§ Your goal
Return each of the entries below precisely as it appears.
====== Given data ======
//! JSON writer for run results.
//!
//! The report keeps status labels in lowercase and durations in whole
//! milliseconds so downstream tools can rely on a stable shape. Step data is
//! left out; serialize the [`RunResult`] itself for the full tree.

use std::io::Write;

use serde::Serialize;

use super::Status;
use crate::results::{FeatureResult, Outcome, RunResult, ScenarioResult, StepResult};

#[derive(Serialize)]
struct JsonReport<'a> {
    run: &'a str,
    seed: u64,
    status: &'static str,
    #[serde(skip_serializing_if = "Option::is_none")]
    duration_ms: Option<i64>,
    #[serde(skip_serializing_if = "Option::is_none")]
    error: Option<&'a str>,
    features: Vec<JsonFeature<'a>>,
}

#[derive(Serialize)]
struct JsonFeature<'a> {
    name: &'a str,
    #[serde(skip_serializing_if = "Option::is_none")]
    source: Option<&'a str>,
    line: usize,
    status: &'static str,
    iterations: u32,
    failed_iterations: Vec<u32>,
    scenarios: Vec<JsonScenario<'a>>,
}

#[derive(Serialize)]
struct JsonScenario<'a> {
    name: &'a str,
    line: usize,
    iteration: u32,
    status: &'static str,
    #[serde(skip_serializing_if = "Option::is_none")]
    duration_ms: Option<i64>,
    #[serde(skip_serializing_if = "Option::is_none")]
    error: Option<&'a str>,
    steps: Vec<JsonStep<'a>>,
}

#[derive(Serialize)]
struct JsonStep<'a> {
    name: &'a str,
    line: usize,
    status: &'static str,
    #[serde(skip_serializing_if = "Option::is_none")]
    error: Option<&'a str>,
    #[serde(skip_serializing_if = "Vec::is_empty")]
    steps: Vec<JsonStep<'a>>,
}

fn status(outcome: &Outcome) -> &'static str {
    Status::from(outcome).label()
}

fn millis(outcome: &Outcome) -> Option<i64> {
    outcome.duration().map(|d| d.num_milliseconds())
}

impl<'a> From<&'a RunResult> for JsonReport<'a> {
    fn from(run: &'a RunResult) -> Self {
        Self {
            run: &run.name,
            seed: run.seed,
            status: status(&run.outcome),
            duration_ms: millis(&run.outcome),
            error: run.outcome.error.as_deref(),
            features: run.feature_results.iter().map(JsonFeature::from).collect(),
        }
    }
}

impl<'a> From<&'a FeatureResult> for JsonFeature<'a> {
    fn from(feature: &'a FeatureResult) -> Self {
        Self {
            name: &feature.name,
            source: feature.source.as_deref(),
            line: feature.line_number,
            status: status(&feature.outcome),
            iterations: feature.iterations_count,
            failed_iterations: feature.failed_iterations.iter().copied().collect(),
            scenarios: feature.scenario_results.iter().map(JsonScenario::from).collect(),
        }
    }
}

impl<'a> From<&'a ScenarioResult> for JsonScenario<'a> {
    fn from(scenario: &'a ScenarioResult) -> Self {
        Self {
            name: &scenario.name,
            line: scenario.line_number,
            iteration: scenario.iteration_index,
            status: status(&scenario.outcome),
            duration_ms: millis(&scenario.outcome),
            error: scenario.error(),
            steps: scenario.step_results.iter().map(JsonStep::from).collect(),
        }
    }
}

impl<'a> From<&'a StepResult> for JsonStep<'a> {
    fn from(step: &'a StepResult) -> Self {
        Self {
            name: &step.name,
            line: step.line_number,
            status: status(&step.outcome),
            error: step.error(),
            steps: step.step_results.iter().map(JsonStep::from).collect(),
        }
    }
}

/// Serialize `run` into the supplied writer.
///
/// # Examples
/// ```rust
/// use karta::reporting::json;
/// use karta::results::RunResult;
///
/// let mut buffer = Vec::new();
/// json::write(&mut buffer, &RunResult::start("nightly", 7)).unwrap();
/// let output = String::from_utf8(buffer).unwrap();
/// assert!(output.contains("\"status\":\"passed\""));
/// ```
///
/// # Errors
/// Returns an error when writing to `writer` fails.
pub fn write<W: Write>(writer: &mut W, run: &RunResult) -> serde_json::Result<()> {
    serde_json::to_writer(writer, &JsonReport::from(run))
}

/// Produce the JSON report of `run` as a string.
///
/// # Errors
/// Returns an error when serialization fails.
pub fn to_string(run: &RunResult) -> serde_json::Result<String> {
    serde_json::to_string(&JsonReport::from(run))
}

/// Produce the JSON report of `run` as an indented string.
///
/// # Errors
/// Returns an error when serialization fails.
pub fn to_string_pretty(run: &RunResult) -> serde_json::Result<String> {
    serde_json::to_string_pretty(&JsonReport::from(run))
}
======
§ Expected answer
//! JSON writer for run results.
//!
//! The report keeps status labels in lowercase and durations in whole
//! milliseconds so downstream tools can rely on a stable shape. Step data is
//! left out; serialize the [`RunResult`] itself for the full tree.

use std::io::Write;

use serde::Serialize;

use super::Status;
use crate::results::{FeatureResult, Outcome, RunResult, ScenarioResult, StepResult};

#[derive(Serialize)]
struct JsonReport<'a> {
    run: &'a str,
    seed: u64,
    status: &'static str,
    #[serde(skip_serializing_if = "Option::is_none")]
    duration_ms: Option<i64>,
    #[serde(skip_serializing_if = "Option::is_none")]
    error: Option<&'a str>,
    features: Vec<JsonFeature<'a>>,
}

#[derive(Serialize)]
struct JsonFeature<'a> {
    name: &'a str,
    #[serde(skip_serializing_if = "Option::is_none")]
    source: Option<&'a str>,
    line: usize,
    status: &'static str,
    iterations: u32,
    failed_iterations: Vec<u32>,
    scenarios: Vec<JsonScenario<'a>>,
}

#[derive(Serialize)]
struct JsonScenario<'a> {
    name: &'a str,
    line: usize,
    iteration: u32,
    status: &'static str,
    #[serde(skip_serializing_if = "Option::is_none")]
    duration_ms: Option<i64>,
    #[serde(skip_serializing_if = "Option::is_none")]
    error: Option<&'a str>,
    steps: Vec<JsonStep<'a>>,
}

#[derive(Serialize)]
struct JsonStep<'a> {
    name: &'a str,
    line: usize,
    status: &'static str,
    #[serde(skip_serializing_if = "Option::is_none")]
    error: Option<&'a str>,
    #[serde(skip_serializing_if = "Vec::is_empty")]
    steps: Vec<JsonStep<'a>>,
}

fn status(outcome: &Outcome) -> &'static str {
    Status::from(outcome).label()
}

fn millis(outcome: &Outcome) -> Option<i64> {
    outcome.duration().map(|d| d.num_milliseconds())
}

impl<'a> From<&'a RunResult> for JsonReport<'a> {
    fn from(run: &'a RunResult) -> Self {
        Self {
            run: &run.name,
            seed: run.seed,
            status: status(&run.outcome),
            duration_ms: millis(&run.outcome),
            error: run.outcome.error.as_deref(),
            features: run.feature_results.iter().map(JsonFeature::from).collect(),
        }
    }
}

impl<'a> From<&'a FeatureResult> for JsonFeature<'a> {
    fn from(feature: &'a FeatureResult) -> Self {
        Self {
            name: &feature.name,
            source: feature.source.as_deref(),
            line: feature.line_number,
            status: status(&feature.outcome),
            iterations: feature.iterations_count,
            failed_iterations: feature.failed_iterations.iter().copied().collect(),
            scenarios: feature.scenario_results.iter().map(JsonScenario::from).collect(),
        }
    }
}

impl<'a> From<&'a ScenarioResult> for JsonScenario<'a> {
    fn from(scenario: &'a ScenarioResult) -> Self {
        Self {
            name: &scenario.name,
            line: scenario.line_number,
            iteration: scenario.iteration_index,
            status: status(&scenario.outcome),
            duration_ms: millis(&scenario.outcome),
            error: scenario.error(),
            steps: scenario.step_results.iter().map(JsonStep::from).collect(),
        }
    }
}

impl<'a> From<&'a StepResult> for JsonStep<'a> {
    fn from(step: &'a StepResult) -> Self {
        Self {
            name: &step.name,
            line: step.line_number,
            status: status(&step.outcome),
            error: step.error(),
            steps: step.step_results.iter().map(JsonStep::from).collect(),
        }
    }
}

/// Serialize `run` into the supplied writer.
///
/// # Examples
/// ```rust
/// use karta::reporting::json;
/// use karta::results::RunResult;
///
/// let mut buffer = Vec::new();
/// json::write(&mut buffer, &RunResult::start("nightly", 7)).unwrap();
/// let output = String::from_utf8(buffer).unwrap();
/// assert!(output.contains("\"status\":\"passed\""));
/// ```
///
/// # Errors
/// Returns an error when writing to `writer` fails.
pub fn write<W: Write>(writer: &mut W, run: &RunResult) -> serde_json::Result<()> {
    serde_json::to_writer(writer, &JsonReport::from(run))
}

/// Produce the JSON report of `run` as a string.
///
/// # Errors
/// Returns an error when serialization fails.
pub fn to_string(run: &RunResult) -> serde_json::Result<String> {
    serde_json::to_string(&JsonReport::from(run))
}

/// Produce the JSON report of `run` as an indented string.
///
/// # Errors
/// Returns an error when serialization fails.
pub fn to_string_pretty(run: &RunResult) -> serde_json::Result<String> {
    serde_json::to_string_pretty(&JsonReport::from(run))
}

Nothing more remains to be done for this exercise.